Parijat Bose picture Parijat Bose · May 6, 2019 · Viewed 11.3k times · Source

I have three python scripts, 1.py, 2.py, and 3.py, each having 3 runtime arguments to be passed.

All three python programs are independent of each other. All 3 may run in a sequential manner in a batch or it may happen any two may run depending upon some configuration.

Manual approach:

  1. Create EC2 instance, run python script, shut it down.
  2. Repeat the above step for the next python script.

The automated way would be trigger the above process through lambda and replicate the above process using some combination of services.

What is the best way to implement this in AWS?

Answer

au kk picture au kk · May 21, 2019

AWS Batch has a DAG scheduler, technically you could define job1, job2, job3 and tell AWS Batch to run them in that order. But I wouldn't recommend that route.

For the above to work you would basically need to create 3 docker images. image1, image2, image3. and then put these in ECR (Docker Hub can also work if not using Fargate launch type).

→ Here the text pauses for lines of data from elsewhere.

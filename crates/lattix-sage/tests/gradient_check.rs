//! Analytic gradients against central finite differences.
//!
//! Every check builds a scalar root from trainable inputs. Non-scalar
//! outputs are reduced through a fixed random projection so that every
//! output element receives a distinct upstream gradient.

use lattix_graph::algo::sampling::SubGraph;
use lattix_sage::aggregator::{ElementwiseMax, MeanAggregation};
use lattix_sage::autodiff::{ComputationContext, ComputationGraph, Variable, Weights};
use lattix_sage::config::{ActivationFunction, AggregatorType, LayerConfig};
use lattix_sage::layer::Layer;
use lattix_sage::loss::GraphSageLoss;
use lattix_sage::tensor::{Shape, Tensor};
use rand::prelude::*;
use std::sync::Arc;

const STEP: f64 = 1e-6;
const TOLERANCE: f64 = 1e-4;

fn random_tensor(shape: Shape, rng: &mut StdRng) -> Tensor {
    let data = (0..shape.size()).map(|_| rng.gen_range(-1.0..1.0)).collect();
    Tensor::new(shape, data).unwrap()
}

/// Values in `[-1, -0.1] ∪ [0.1, 1]`, away from activation kinks.
fn away_from_zero(shape: Shape, rng: &mut StdRng) -> Tensor {
    random_tensor(shape, rng).map(|x| x.signum() * (0.1 + 0.9 * x.abs()))
}

/// Reduce `output` to a scalar through a random constant projection.
fn scalar_root(graph: &mut ComputationGraph, output: Variable, rng: &mut StdRng) -> Variable {
    let shape = graph.shape(output);
    if shape == Shape::Scalar {
        return output;
    }
    let projection = graph.constant(random_tensor(shape, rng));
    let weighted = graph.elementwise_product(output, projection).unwrap();
    graph.reduce_sum(weighted).unwrap()
}

fn evaluate(graph: &ComputationGraph, root: Variable) -> f64 {
    ComputationContext::new(graph).forward(root).value()
}

/// Compare every element of every weights leaf of `graph`.
fn assert_gradients_match(graph: &ComputationGraph, root: Variable) {
    let mut ctx = ComputationContext::new(graph);
    ctx.backward(root);

    let leaves: Vec<(Variable, Arc<Weights>)> = graph
        .weights_variables()
        .map(|(v, w)| (v, Arc::clone(w)))
        .collect();
    assert!(!leaves.is_empty());

    for (variable, weights) in leaves {
        let analytic = ctx
            .gradient(variable)
            .cloned()
            .unwrap_or_else(|| Tensor::zeros(weights.shape()));

        for i in 0..weights.shape().size() {
            let original = weights.snapshot().data()[i];
            weights.update(|t| t.data_mut()[i] = original + STEP);
            let plus = evaluate(graph, root);
            weights.update(|t| t.data_mut()[i] = original - STEP);
            let minus = evaluate(graph, root);
            weights.update(|t| t.data_mut()[i] = original);

            let numeric = (plus - minus) / (2.0 * STEP);
            let a = analytic.data()[i];
            let scale = 1.0 + a.abs().max(numeric.abs());
            assert!(
                (a - numeric).abs() <= TOLERANCE * scale,
                "variable {} element {i}: analytic {a}, numeric {numeric}",
                variable.index()
            );
        }
    }
}

fn leaf(graph: &mut ComputationGraph, tensor: Tensor) -> Variable {
    graph.weights(&Weights::new(tensor))
}

#[test]
fn matmul_trans_b() {
    let mut rng = StdRng::seed_from_u64(1);
    let mut graph = ComputationGraph::new();
    let a = leaf(&mut graph, random_tensor(Shape::Matrix(3, 4), &mut rng));
    let b = leaf(&mut graph, random_tensor(Shape::Matrix(2, 4), &mut rng));
    let out = graph.matmul_trans_b(a, b).unwrap();
    let root = scalar_root(&mut graph, out, &mut rng);
    assert_gradients_match(&graph, root);
}

#[test]
fn matrix_vector_sum() {
    let mut rng = StdRng::seed_from_u64(2);
    let mut graph = ComputationGraph::new();
    let m = leaf(&mut graph, random_tensor(Shape::Matrix(3, 2), &mut rng));
    let v = leaf(&mut graph, random_tensor(Shape::Vector(2), &mut rng));
    let out = graph.matrix_vector_sum(m, v).unwrap();
    let root = scalar_root(&mut graph, out, &mut rng);
    assert_gradients_match(&graph, root);
}

#[test]
fn element_sum_and_product() {
    let mut rng = StdRng::seed_from_u64(3);
    let mut graph = ComputationGraph::new();
    let a = leaf(&mut graph, random_tensor(Shape::Matrix(2, 3), &mut rng));
    let b = leaf(&mut graph, random_tensor(Shape::Matrix(2, 3), &mut rng));
    let c = leaf(&mut graph, random_tensor(Shape::Matrix(2, 3), &mut rng));
    let sum = graph.element_sum(&[a, b, c]).unwrap();
    let product = graph.elementwise_product(sum, a).unwrap();
    let root = scalar_root(&mut graph, product, &mut rng);
    assert_gradients_match(&graph, root);
}

#[test]
fn sigmoid() {
    let mut rng = StdRng::seed_from_u64(4);
    let mut graph = ComputationGraph::new();
    let x = leaf(&mut graph, random_tensor(Shape::Matrix(3, 3), &mut rng).scalar_multiply(3.0));
    let out = graph.sigmoid(x).unwrap();
    let root = scalar_root(&mut graph, out, &mut rng);
    assert_gradients_match(&graph, root);
}

#[test]
fn relu() {
    let mut rng = StdRng::seed_from_u64(5);
    let mut graph = ComputationGraph::new();
    let x = leaf(&mut graph, away_from_zero(Shape::Vector(8), &mut rng));
    let out = graph.relu(x).unwrap();
    let root = scalar_root(&mut graph, out, &mut rng);
    assert_gradients_match(&graph, root);
}

#[test]
fn slice_with_repeats() {
    let mut rng = StdRng::seed_from_u64(6);
    let mut graph = ComputationGraph::new();
    let x = leaf(&mut graph, random_tensor(Shape::Matrix(4, 3), &mut rng));
    let out = graph.slice(x, vec![2, 0, 2, 1]).unwrap();
    let root = scalar_root(&mut graph, out, &mut rng);
    assert_gradients_match(&graph, root);
}

#[test]
fn normalize_rows() {
    let mut rng = StdRng::seed_from_u64(7);
    let mut graph = ComputationGraph::new();
    let x = leaf(&mut graph, random_tensor(Shape::Matrix(4, 3), &mut rng));
    let out = graph.normalize_rows(x).unwrap();
    let root = scalar_root(&mut graph, out, &mut rng);
    assert_gradients_match(&graph, root);
}

fn sub_graph(weighted: bool) -> Arc<SubGraph> {
    Arc::new(SubGraph {
        node_ids: vec![0, 1, 2],
        adjacency: vec![vec![1, 2, 3], vec![], vec![0, 3]],
        self_adjacency: vec![0, 1, 2],
        relationship_weights: weighted.then(|| vec![vec![0.5, 2.0, 1.0], vec![], vec![3.0, 0.25]]),
        next_node_ids: vec![0, 1, 2, 3],
    })
}

#[test]
fn mean_aggregation() {
    for weighted in [false, true] {
        let mut rng = StdRng::seed_from_u64(8);
        let mut graph = ComputationGraph::new();
        let x = leaf(&mut graph, random_tensor(Shape::Matrix(4, 3), &mut rng));
        let out = graph
            .apply(MeanAggregation::new(sub_graph(weighted)), &[x])
            .unwrap();
        let root = scalar_root(&mut graph, out, &mut rng);
        assert_gradients_match(&graph, root);
    }
}

#[test]
fn elementwise_max() {
    let mut rng = StdRng::seed_from_u64(9);
    let mut graph = ComputationGraph::new();
    let x = leaf(&mut graph, random_tensor(Shape::Matrix(4, 3), &mut rng));
    let out = graph.apply(ElementwiseMax::new(sub_graph(false)), &[x]).unwrap();
    let root = scalar_root(&mut graph, out, &mut rng);
    assert_gradients_match(&graph, root);
}

#[test]
fn elementwise_max_ties_reach_every_winner() {
    let rows = Tensor::from_rows(&[
        vec![0.0, 0.0],
        vec![0.7, -1.0],
        vec![0.7, 0.2],
        vec![0.1, 0.2],
    ])
    .unwrap();
    let mut graph = ComputationGraph::new();
    let x = graph.weights(&Weights::new(rows));
    let out = graph.apply(ElementwiseMax::new(sub_graph(false)), &[x]).unwrap();
    let root = graph.reduce_sum(out).unwrap();

    let mut ctx = ComputationContext::new(&graph);
    ctx.backward(root);
    let grad = ctx.gradient(x).unwrap();
    // Row 0 aggregates 1, 2, 3: column 0 tied by 1 and 2, column 1 by 2 and 3.
    assert_eq!(grad.row(1), &[1.0, 0.0]);
    assert_eq!(grad.row(2), &[1.0, 1.0]);
    // Row 2 aggregates 0 and 3: 3 wins both columns.
    assert_eq!(grad.row(3), &[1.0, 2.0]);
    assert_eq!(grad.row(0), &[0.0, 0.0]);
}

#[test]
fn contrastive_loss() {
    let mut rng = StdRng::seed_from_u64(10);
    let mut graph = ComputationGraph::new();
    let x = leaf(&mut graph, random_tensor(Shape::Matrix(6, 3), &mut rng));
    let root = graph.apply(GraphSageLoss::new(5.0), &[x]).unwrap();
    assert_gradients_match(&graph, root);
}

fn layer_root(aggregator: AggregatorType, activation: ActivationFunction, seed: u64) {
    let mut rng = StdRng::seed_from_u64(seed);
    let layer = Layer::new(
        LayerConfig {
            aggregator,
            activation,
            sample_size: 3,
            rows: 3,
            cols: 2,
        },
        seed,
    );
    let mut graph = ComputationGraph::new();
    let features = leaf(&mut graph, away_from_zero(Shape::Matrix(4, 2), &mut rng));
    let aggregated = layer
        .aggregator()
        .aggregate(&mut graph, features, sub_graph(false))
        .unwrap();
    let normalized = graph.normalize_rows(aggregated).unwrap();
    // Three rows are not a triplet layout, so project instead of the loss.
    let root = scalar_root(&mut graph, normalized, &mut rng);
    assert_eq!(graph.weights_variables().count(), layer.weights().len() + 1);
    assert_gradients_match(&graph, root);
}

#[test]
fn mean_layer_end_to_end() {
    layer_root(AggregatorType::Mean, ActivationFunction::Sigmoid, 11);
}

#[test]
fn pool_layer_end_to_end() {
    layer_root(AggregatorType::Pool, ActivationFunction::Sigmoid, 12);
}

I don't think that makes sense unless each job is bulky has its own runtime that's different from the others.

Instead I would write a Python program that calls 1.py 2.py and 3.py, put that in a Docker image and run a AWS batch job or just ECS Fargate task.

main.py:

import subprocess

exit_code = subprocess.call("python3 /path/to/1.py", shell=True)

# decide if you want call 2.py and so on ...
# 1.py will see the same stdout, stderr as main.py
# with batch and fargate you can retrieve these form cloudwatch logs ...

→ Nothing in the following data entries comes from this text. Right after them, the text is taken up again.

//! Mini-batch construction: partitioning, positive walks and degree-biased
//! negative sampling.
//!
//! A training batch over anchors `a₀..a_B` is laid out as
//!
//! ```text
//! [ a₀ .. a_B | p₀ .. p_B | n₀ .. n_B ]
//! ```
//!
//! where `pᵢ` ends a random walk from `aᵢ` and `nᵢ` is drawn with probability
//! proportional to `degree^0.75`.

use crate::termination::TerminationFlag;
use crate::{Error, Result};
use lattix_graph::algo::sampling::sample_one;
use lattix_graph::{Graph, NodeId};
use rand::prelude::*;
use rand_xorshift::XorShiftRng;
use std::ops::Range;

/// Exponent applied to degrees in the negative sampling distribution.
pub const DEGREE_SMOOTHING: f64 = 0.75;

/// Split `0..node_count` into contiguous ranges of `batch_size` nodes.
/// The last range may be shorter.
pub fn partition(node_count: usize, batch_size: usize) -> Vec<Range<usize>> {
    let batch_size = batch_size.max(1);
    (0..node_count)
        .step_by(batch_size)
        .map(|start| start..(start + batch_size).min(node_count))
        .collect()
}

/// Seed of the triplet stream of one batch. Identical in every epoch.
pub fn batch_seed(random_seed: u64, batch_index: usize) -> u64 {
    random_seed.wrapping_add(batch_index as u64)
}

/// Draws nodes with probability `degree^0.75 / Σ degree^0.75`.
///
/// The normalizer is computed once; each draw is a single cumulative pass
/// over all nodes.
#[derive(Debug, Clone, Copy)]
pub struct NegativeSampler {
    normalizer: f64,
    last_positive: NodeId,
}

impl NegativeSampler {
    /// Fails if no node has a positive degree.
    pub fn new<G: Graph + ?Sized>(graph: &G) -> Result<Self> {
        let mut normalizer = 0.0;
        let mut last_positive = None;
        for node in 0..graph.node_count() {
            let degree = graph.degree(node);
            if degree > 0 {
                normalizer += (degree as f64).powf(DEGREE_SMOOTHING);
                last_positive = Some(node);
            }
        }
        match last_positive {
            Some(last_positive) if normalizer > 0.0 && normalizer.is_finite() => Ok(Self {
                normalizer,
                last_positive,
            }),
            _ => Err(Error::NegativeSampling(format!(
                "degree distribution of {} nodes has no mass",
                graph.node_count()
            ))),
        }
    }

    pub fn normalizer(&self) -> f64 {
        self.normalizer
    }

    pub fn sample<G: Graph + ?Sized, R: Rng + ?Sized>(&self, graph: &G, rng: &mut R) -> NodeId {
        let target: f64 = rng.gen();
        let mut cumulative = 0.0;
        for node in 0..graph.node_count() {
            let degree = graph.degree(node);
            if degree == 0 {
                continue;
            }
            cumulative += (degree as f64).powf(DEGREE_SMOOTHING) / self.normalizer;
            if target <= cumulative {
                return node;
            }
        }
        // Rounding left the cumulative sum just short of 1.
        self.last_positive
    }
}

/// End of a walk of `1..=search_depth` uniform hops from `anchor`.
///
/// The walk stops early at a node without neighbors, so an isolated anchor
/// is its own positive example.
pub fn positive_sample<G: Graph + ?Sized, R: Rng + ?Sized>(
    graph: &G,
    anchor: NodeId,
    search_depth: usize,
    rng: &mut R,
) -> NodeId {
    let depth = rng.gen_range(1..=search_depth.max(1));
    let mut current = anchor;
    for _ in 0..depth {
        match sample_one(graph, current, rng) {
            Some(next) => current = next,
            None => break,
        }
    }
    current
}

/// Anchors, then one positive per anchor, then one negative per anchor.
pub fn triplet_batch<G: Graph + ?Sized>(
    graph: &G,
    anchors: Range<usize>,
    seed: u64,
    search_depth: usize,
    negatives: &NegativeSampler,
    termination: &TerminationFlag,
) -> Result<Vec<NodeId>> {
    let mut rng = XorShiftRng::seed_from_u64(seed);
    let batch: Vec<NodeId> = anchors.collect();

    let mut positives = Vec::with_capacity(batch.len());
    for &anchor in &batch {
        termination.assert_running()?;
        positives.push(positive_sample(graph, anchor, search_depth, &mut rng));
    }
    let mut sampled_negatives = Vec::with_capacity(batch.len());
    for _ in &batch {
        termination.assert_running()?;
        sampled_negatives.push(negatives.sample(graph, &mut rng));
    }

    let mut triplets = batch;
    triplets.extend(positives);
    triplets.extend(sampled_negatives);
    Ok(triplets)
}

Now you have a Docker image that just needs to run somewhere. Fargate is fast to startup, bit pricey, has a 10GB max limit on temporary storage. AWS Batch is slow to startup on a cold start, but can use spot instances in your account. You might need to make a custom AMI for AWS batch to work. i.e. if you want more storage.

Note: for anyone who wants to scream at shell=True, both main.py and 1.py came from the same codebase. It's a batch job, not an internet facing API that took that from user request.